There is a certain consistency in the picture as seen in these four elements, which encourages us to think this is a relatively correct assessment. This, then, is the macroeconomic situation which must be parsed by private and government decision makers. Strategy formulation in private firms and in government organisations needs to parse this information and construct optimal strategies. It also constitutes the backdrop against which we will obtain a next Budget announcement in a few days.
What can policymakers do? Budget making in India is harder, given the lack of trusted national accounts data. The firm data recommends cautious plans for tax revenues and deficits. Reducing tax rates would be one element in helping to improve the post-tax returns on private investment. The central problem that has given us poor private investment after 2011 is the mistrust of private persons, which calls for an array of policy changes reining in central planning and improving the rule of law.
There is a contradiction between the return of a near-fixed exchange rate, from 2022 onwards, and the prime purpose of the Reserve Bank of India being inflation targeting. It would be better to getback to a flexible exchange rate, which might create space for lower interest rates without needing to defend the rupee.
The external picture features the third globalisation and the problem of Chinese over-production. This calls for reorienting foreign policy and care on imports from China. Information technology/information technology-enabled services are India’s most important industry. This goes into Western markets and often happens through Western companies. This calls for commensurate respect in the engagement with these countries.

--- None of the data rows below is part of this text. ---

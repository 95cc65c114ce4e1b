//! Reactive Field
//!
//! A [`ReactiveField`] replaces one property of an [`Object`]. Reads made
//! while a consumer is evaluating register that consumer with the field's
//! subject (and with the child container's structural subject); accepted
//! writes fire the field's subject once.

use std::cell::RefCell;
use std::fmt;
use std::rc::Rc;

use super::array::Array;
use super::object::{Getter, Object, Property, Setter};
use super::observer::{observe, Observer};
use super::value::Value;
use crate::error::{report, ObserveError};
use crate::reactive::{Dep, TrackingContext};

/// Side channel invoked on every accepted write, before the write lands.
pub type WriteHook = Rc<dyn Fn()>;

/// One instrumented key.
pub struct ReactiveField {
    key: String,
    dep: Rc<Dep>,
    /// Backing slot, unused when a custom getter supplies the value.
    slot: RefCell<Value>,
    getter: Option<Getter>,
    setter: Option<Setter>,
    /// Observer of the current value, when it is a container.
    child: RefCell<Option<Rc<Observer>>>,
    shallow: bool,
    on_write: Option<WriteHook>,
}

impl ReactiveField {
    pub fn key(&self) -> &str {
        &self.key
    }

    /// The field's subject: "this value changed".
    pub fn dep(&self) -> &Rc<Dep> {
        &self.dep
    }

    /// Observer of the value currently held, if it is an observed container.
    pub fn child_observer(&self) -> Option<Rc<Observer>> {
        self.child.borrow().clone()
    }

    /// The field has a getter and no setter, so writes are refused.
    pub fn is_read_only(&self) -> bool {
        self.getter.is_some() && self.setter.is_none()
    }

    fn current(&self) -> Value {
        match &self.getter {
            Some(getter) => getter(),
            None => self.slot.borrow().clone(),
        }
    }

    /// Read the value, registering dependencies with the active consumer.
    pub fn get(&self) -> Value {
        let value = self.current();
        if TrackingContext::is_active() {
            self.dep.depend();
            if let Some(child) = self.child_observer() {
                child.dep().depend();
                if let Value::Array(arr) = &value {
                    depend_array(arr);
                }
            }
        }
        value
    }

    /// Write the value and fire the field's subject.
    ///
    /// Writing a value strictly equal to the current one (or `NaN` over
    /// `NaN`) does nothing. A getter-only field reports the write and
    /// drops it.
    pub fn set(&self, new_value: Value) {
        let value = self.current();
        if Value::same_for_change(&value, &new_value) {
            return;
        }
        if let Some(hook) = &self.on_write {
            hook();
        }
        if self.is_read_only() {
            report(ObserveError::ReadOnly {
                key: self.key.clone(),
            });
            return;
        }

        let child = if self.shallow {
            None
        } else {
            observe(&new_value, false)
        };
        match &self.setter {
            Some(setter) => setter(new_value),
            None => *self.slot.borrow_mut() = new_value,
        }
        *self.child.borrow_mut() = child;
        self.dep.notify();
    }
}

impl fmt::Debug for ReactiveField {
    fn fmt(&self, f: &mut fmt::Formatter<'_>) -> fmt::Result {
        f.debug_struct("ReactiveField")
            .field("key", &self.key)
            .field("dep", &self.dep.id())
            .field("has_getter", &self.getter.is_some())
            .field("has_setter", &self.setter.is_some())
            .field("shallow", &self.shallow)
            .finish()
    }
}

/// Turn `key` on `obj` into a reactive field.
///
/// `value` seeds the field; when omitted the current property value is
/// used, except for a getter-only accessor, which keeps reading through
/// its getter. Existing getters and setters are preserved. Non-configurable
/// properties, and new keys on non-extensible objects, are left alone.
/// `shallow` stops the stored value from being observed.
pub fn define_reactive(
    obj: &Object,
    key: &str,
    value: Option<Value>,
    on_write: Option<WriteHook>,
    shallow: bool,
) {
    let existing = obj.property(key);
    let (getter, setter): (Option<Getter>, Option<Setter>) = match &existing {
        Some(Property::Data { attrs, .. }) | Some(Property::Accessor { attrs, .. })
            if !attrs.configurable =>
        {
            return
        }
        None if !obj.is_extensible() => return,
        Some(Property::Accessor { getter, setter, .. }) => (getter.clone(), setter.clone()),
        // Redefining a reactive key stacks on top of the old field.
        Some(Property::Reactive(field)) => {
            let read = Rc::clone(field);
            let write = Rc::clone(field);
            let getter: Getter = Rc::new(move || read.get());
            let setter: Setter = Rc::new(move |v: Value| write.set(v));
            (Some(getter), Some(setter))
        }
        _ => (None, None),
    };

    let value = match value {
        Some(value) => value,
        None if getter.is_none() || setter.is_some() => obj.get(key).unwrap_or_default(),
        None => Value::Null,
    };

    let child = if shallow { None } else { observe(&value, false) };
    let field = Rc::new(ReactiveField {
        key: key.to_owned(),
        dep: Dep::new(),
        slot: RefCell::new(value),
        getter,
        setter,
        child: RefCell::new(child),
        shallow,
        on_write,
    });
    obj.put_field(key, field);
}

/// Depend on every observed element of `arr`, recursing into nested arrays.
///
/// Element reads cannot be intercepted per index, so touching an array
/// through a field counts as touching everything in it.
pub(crate) fn depend_array(arr: &Array) {
    for item in arr.to_vec() {
        if let Some(ob) = item.observer() {
            ob.dep().depend();
        }
        if let Value::Array(inner) = &item {
            depend_array(inner);
        }
    }
}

The Indian average tariff needs to get down to the 1 or 2 per cent value seen in Southeast Asian countries, which have gained from the third globalisation, such as Vietnam. Many non-tariff protectionist measures need to be reversed. It is better to solve disabilities of operating in India (for example, the working of goods and services tax or the capital controls) than to pay out production-linked incentives.